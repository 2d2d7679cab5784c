//! SQLite-backed deck store.
//!
//! Decks and their cards live in two tables keyed by the deck id; user
//! settings are a single JSON blob in a key-value table. Card rows carry
//! the scheduling columns (easiness factor, interval, repetitions, due
//! date) so review progress survives restarts. The store trusts the
//! invariants of the `Card` values it is handed.

use rusqlite::{Connection, OptionalExtension, params};

use crate::error::AppError;
use crate::models::{Card, Deck, UserSettings};

type Result<T> = std::result::Result<T, AppError>;

const SETTINGS_KEY: &str = "user_settings";

/// Opens (or creates) the database at `path` and ensures the schema.
pub fn open_database(path: &str) -> Result<Connection> {
    let conn = Connection::open(path)?;
    init_schema(&conn)?;
    Ok(conn)
}

/// Creates the tables if they do not exist and enables cascade deletes.
pub fn init_schema(conn: &Connection) -> Result<()> {
    conn.execute_batch(
        "PRAGMA foreign_keys = ON;

        CREATE TABLE IF NOT EXISTS decks (
            id TEXT PRIMARY KEY,
            title TEXT NOT NULL,
            description TEXT NOT NULL DEFAULT '',
            source_lang TEXT NOT NULL,
            target_lang TEXT NOT NULL,
            created_at INTEGER NOT NULL,
            last_studied INTEGER,
            tags TEXT NOT NULL DEFAULT '[]'
        );

        CREATE TABLE IF NOT EXISTS cards (
            id TEXT PRIMARY KEY,
            deck_id TEXT NOT NULL REFERENCES decks(id) ON DELETE CASCADE,
            position INTEGER NOT NULL,
            front TEXT NOT NULL,
            back TEXT NOT NULL,
            e_factor REAL NOT NULL DEFAULT 2.5,
            interval_days INTEGER NOT NULL DEFAULT 0,
            repetitions INTEGER NOT NULL DEFAULT 0,
            due_date INTEGER NOT NULL,
            last_reviewed INTEGER NOT NULL DEFAULT 0,
            image TEXT,
            audio TEXT
        );

        CREATE TABLE IF NOT EXISTS settings (
            key TEXT PRIMARY KEY,
            value TEXT NOT NULL
        );",
    )?;
    Ok(())
}

/// Creates or updates a deck and rewrites its cards in order.
pub fn save_deck(deck: &Deck, conn: &Connection) -> Result<()> {
    let tags = serde_json::to_string(&deck.tags)?;
    conn.execute(
        "INSERT INTO decks (id, title, description, source_lang, target_lang, created_at, last_studied, tags)
         VALUES (?1, ?2, ?3, ?4, ?5, ?6, ?7, ?8)
         ON CONFLICT(id) DO UPDATE SET
            title = excluded.title,
            description = excluded.description,
            source_lang = excluded.source_lang,
            target_lang = excluded.target_lang,
            last_studied = excluded.last_studied,
            tags = excluded.tags",
        params![
            deck.id,
            deck.title,
            deck.description,
            deck.source_lang,
            deck.target_lang,
            deck.created_at,
            deck.last_studied,
            tags
        ],
    )?;

    conn.execute("DELETE FROM cards WHERE deck_id = ?1", params![deck.id])?;

    let mut stmt = conn.prepare(
        "INSERT INTO cards (id, deck_id, position, front, back, e_factor, interval_days,
                            repetitions, due_date, last_reviewed, image, audio)
         VALUES (?1, ?2, ?3, ?4, ?5, ?6, ?7, ?8, ?9, ?10, ?11, ?12)",
    )?;
    for (position, card) in deck.cards.iter().enumerate() {
        stmt.execute(params![
            card.id,
            deck.id,
            position as i64,
            card.front,
            card.back,
            card.e_factor,
            card.interval,
            card.repetitions,
            card.due_date,
            card.last_reviewed,
            card.image,
            card.audio
        ])?;
    }

    Ok(())
}

/// Loads a single deck with its cards, or `None` if the id is unknown.
pub fn load_deck(deck_id: &str, conn: &Connection) -> Result<Option<Deck>> {
    let row = conn
        .query_row(
            "SELECT id, title, description, source_lang, target_lang, created_at, last_studied, tags
             FROM decks WHERE id = ?1",
            params![deck_id],
            deck_from_row,
        )
        .optional()?;

    match row {
        Some((mut deck, tags_json)) => {
            deck.tags = serde_json::from_str(&tags_json).unwrap_or_default();
            deck.cards = load_cards(&deck.id, conn)?;
            Ok(Some(deck))
        }
        None => Ok(None),
    }
}

/// Loads every deck with its cards, oldest deck first.
pub fn load_all_decks(conn: &Connection) -> Result<Vec<Deck>> {
    let mut stmt = conn.prepare(
        "SELECT id, title, description, source_lang, target_lang, created_at, last_studied, tags
         FROM decks ORDER BY created_at ASC, id ASC",
    )?;
    let rows = stmt
        .query_map([], deck_from_row)?
        .collect::<rusqlite::Result<Vec<_>>>()?;

    let mut decks = Vec::with_capacity(rows.len());
    for (mut deck, tags_json) in rows {
        deck.tags = serde_json::from_str(&tags_json).unwrap_or_default();
        deck.cards = load_cards(&deck.id, conn)?;
        decks.push(deck);
    }

    Ok(decks)
}

/// Deletes a deck; its cards go with it via the cascade.
pub fn delete_deck(deck_id: &str, conn: &Connection) -> Result<()> {
    conn.execute("DELETE FROM decks WHERE id = ?1", params![deck_id])?;
    Ok(())
}

/// Updates a single card row after a review.
pub fn update_card(deck_id: &str, card: &Card, conn: &Connection) -> Result<()> {
    conn.execute(
        "UPDATE cards
         SET front = ?1, back = ?2, e_factor = ?3, interval_days = ?4,
             repetitions = ?5, due_date = ?6, last_reviewed = ?7, image = ?8, audio = ?9
         WHERE id = ?10 AND deck_id = ?11",
        params![
            card.front,
            card.back,
            card.e_factor,
            card.interval,
            card.repetitions,
            card.due_date,
            card.last_reviewed,
            card.image,
            card.audio,
            card.id,
            deck_id
        ],
    )?;
    Ok(())
}

/// Stamps the deck's last-studied time.
pub fn touch_last_studied(deck_id: &str, when: i64, conn: &Connection) -> Result<()> {
    conn.execute(
        "UPDATE decks SET last_studied = ?1 WHERE id = ?2",
        params![when, deck_id],
    )?;
    Ok(())
}

/// Loads user settings, falling back to defaults when absent or
/// unreadable.
pub fn load_settings(conn: &Connection) -> Result<UserSettings> {
    let json: Option<String> = conn
        .query_row(
            "SELECT value FROM settings WHERE key = ?1",
            params![SETTINGS_KEY],
            |row| row.get(0),
        )
        .optional()?;

    Ok(match json {
        Some(json) => serde_json::from_str(&json).unwrap_or_default(),
        None => UserSettings::default(),
    })
}

pub fn save_settings(settings: &UserSettings, conn: &Connection) -> Result<()> {
    let json = serde_json::to_string(settings)?;
    conn.execute(
        "INSERT INTO settings (key, value) VALUES (?1, ?2)
         ON CONFLICT(key) DO UPDATE SET value = excluded.value",
        params![SETTINGS_KEY, json],
    )?;
    Ok(())
}

/// Maps a deck row; tags come back as raw JSON for the caller to parse.
fn deck_from_row(row: &rusqlite::Row<'_>) -> rusqlite::Result<(Deck, String)> {
    Ok((
        Deck {
            id: row.get(0)?,
            title: row.get(1)?,
            description: row.get(2)?,
            source_lang: row.get(3)?,
            target_lang: row.get(4)?,
            cards: Vec::new(),
            created_at: row.get(5)?,
            last_studied: row.get(6)?,
            tags: Vec::new(),
        },
        row.get(7)?,
    ))
}

fn load_cards(deck_id: &str, conn: &Connection) -> Result<Vec<Card>> {
    let mut stmt = conn.prepare(
        "SELECT id, front, back, e_factor, interval_days, repetitions, due_date,
                last_reviewed, image, audio
         FROM cards WHERE deck_id = ?1 ORDER BY position ASC",
    )?;

    let cards = stmt
        .query_map(params![deck_id], |row| {
            Ok(Card {
                id: row.get(0)?,
                front: row.get(1)?,
                back: row.get(2)?,
                e_factor: row.get(3)?,
                interval: row.get(4)?,
                repetitions: row.get(5)?,
                due_date: row.get(6)?,
                last_reviewed: row.get(7)?,
                image: row.get(8)?,
                audio: row.get(9)?,
            })
        })?
        .collect::<rusqlite::Result<Vec<Card>>>()?;

    Ok(cards)
}

#[cfg(test)]
mod tests {
    use super::*;
    use crate::models::scheduler::{DAY_MS, create_card_at, process_review_at};
    use crate::models::{Difficulty, Theme};

    const NOW: i64 = 1_700_000_000_000;

    fn test_conn() -> Connection {
        let conn = Connection::open_in_memory().unwrap();
        init_schema(&conn).unwrap();
        conn
    }

    fn sample_deck() -> Deck {
        let mut deck = Deck::new(
            "d1".to_string(),
            "Spanish Basics".to_string(),
            "Everyday phrases".to_string(),
            "en".to_string(),
            "es".to_string(),
            NOW,
        );
        deck.tags = vec!["spanish".to_string(), "beginner".to_string()];
        for (i, (front, back)) in [("Hello", "Hola"), ("Please", "Por favor"), ("Cat", "Gato")]
            .iter()
            .enumerate()
        {
            deck.cards.push(create_card_at(
                format!("c{i}"),
                front.to_string(),
                back.to_string(),
                None,
                None,
                NOW,
            ));
        }
        deck
    }

    #[test]
    fn test_save_and_load_roundtrip_preserves_order_and_scheduling() {
        let conn = test_conn();
        let mut deck = sample_deck();
        deck.cards[1] = process_review_at(&deck.cards[1], Difficulty::Easy, NOW);
        save_deck(&deck, &conn).unwrap();

        let loaded = load_deck("d1", &conn).unwrap().unwrap();
        assert_eq!(loaded.title, "Spanish Basics");
        assert_eq!(loaded.tags, deck.tags);

        let ids: Vec<&str> = loaded.cards.iter().map(|c| c.id.as_str()).collect();
        assert_eq!(ids, ["c0", "c1", "c2"]);

        let reviewed = &loaded.cards[1];
        assert_eq!(reviewed.repetitions, 1);
        assert_eq!(reviewed.interval, 1);
        assert_eq!(reviewed.due_date, NOW + DAY_MS);
        assert!((reviewed.e_factor - 2.6).abs() < 1e-9);
    }

    #[test]
    fn test_save_deck_is_an_upsert() {
        let conn = test_conn();
        let mut deck = sample_deck();
        save_deck(&deck, &conn).unwrap();

        deck.title = "Spanish 101".to_string();
        deck.cards.remove(0);
        save_deck(&deck, &conn).unwrap();

        let decks = load_all_decks(&conn).unwrap();
        assert_eq!(decks.len(), 1);
        assert_eq!(decks[0].title, "Spanish 101");
        assert_eq!(decks[0].cards.len(), 2);
    }

    #[test]
    fn test_delete_deck_cascades_to_cards() {
        let conn = test_conn();
        save_deck(&sample_deck(), &conn).unwrap();
        delete_deck("d1", &conn).unwrap();

        assert!(load_deck("d1", &conn).unwrap().is_none());
        let orphans: i64 = conn
            .query_row("SELECT COUNT(*) FROM cards", [], |row| row.get(0))
            .unwrap();
        assert_eq!(orphans, 0);
    }

    #[test]
    fn test_update_card_touches_only_that_row() {
        let conn = test_conn();
        let deck = sample_deck();
        save_deck(&deck, &conn).unwrap();

        let updated = process_review_at(&deck.cards[0], Difficulty::Medium, NOW);
        update_card("d1", &updated, &conn).unwrap();

        let loaded = load_deck("d1", &conn).unwrap().unwrap();
        assert_eq!(loaded.cards[0].repetitions, 1);
        assert_eq!(loaded.cards[1].repetitions, 0);
        assert_eq!(loaded.cards[2].repetitions, 0);
    }

    #[test]
    fn test_settings_roundtrip_and_default() {
        let conn = test_conn();

        let fresh = load_settings(&conn).unwrap();
        assert_eq!(fresh.streak_count, 0);
        assert_eq!(fresh.theme, Theme::System);

        let settings = UserSettings {
            streak_count: 4,
            total_cards_studied: 250,
            theme: Theme::Dark,
            ..UserSettings::default()
        };
        save_settings(&settings, &conn).unwrap();

        let loaded = load_settings(&conn).unwrap();
        assert_eq!(loaded.streak_count, 4);
        assert_eq!(loaded.total_cards_studied, 250);
        assert_eq!(loaded.theme, Theme::Dark);
    }
}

* TRY IT:
Print the lines above, unchanged, from the start of the records to the line with "title TEXT NOT", including that final line.

* OUTPUT BELOW:
repository 2d2d7679cab5784c
//! SQLite-backed deck store.
//!
//! Decks and their cards live in two tables keyed by the deck id; user
//! settings are a single JSON blob in a key-value table. Card rows carry
//! the scheduling columns (easiness factor, interval, repetitions, due
//! date) so review progress survives restarts. The store trusts the
//! invariants of the `Card` values it is handed.

use rusqlite::{Connection, OptionalExtension, params};

use crate::error::AppError;
use crate::models::{Card, Deck, UserSettings};

type Result<T> = std::result::Result<T, AppError>;

const SETTINGS_KEY: &str = "user_settings";

/// Opens (or creates) the database at `path` and ensures the schema.
pub fn open_database(path: &str) -> Result<Connection> {
    let conn = Connection::open(path)?;
    init_schema(&conn)?;
    Ok(conn)
}

/// Creates the tables if they do not exist and enables cascade deletes.
pub fn init_schema(conn: &Connection) -> Result<()> {
    conn.execute_batch(
        "PRAGMA foreign_keys = ON;

        CREATE TABLE IF NOT EXISTS decks (
            id TEXT PRIMARY KEY,
            title TEXT NOT NULL,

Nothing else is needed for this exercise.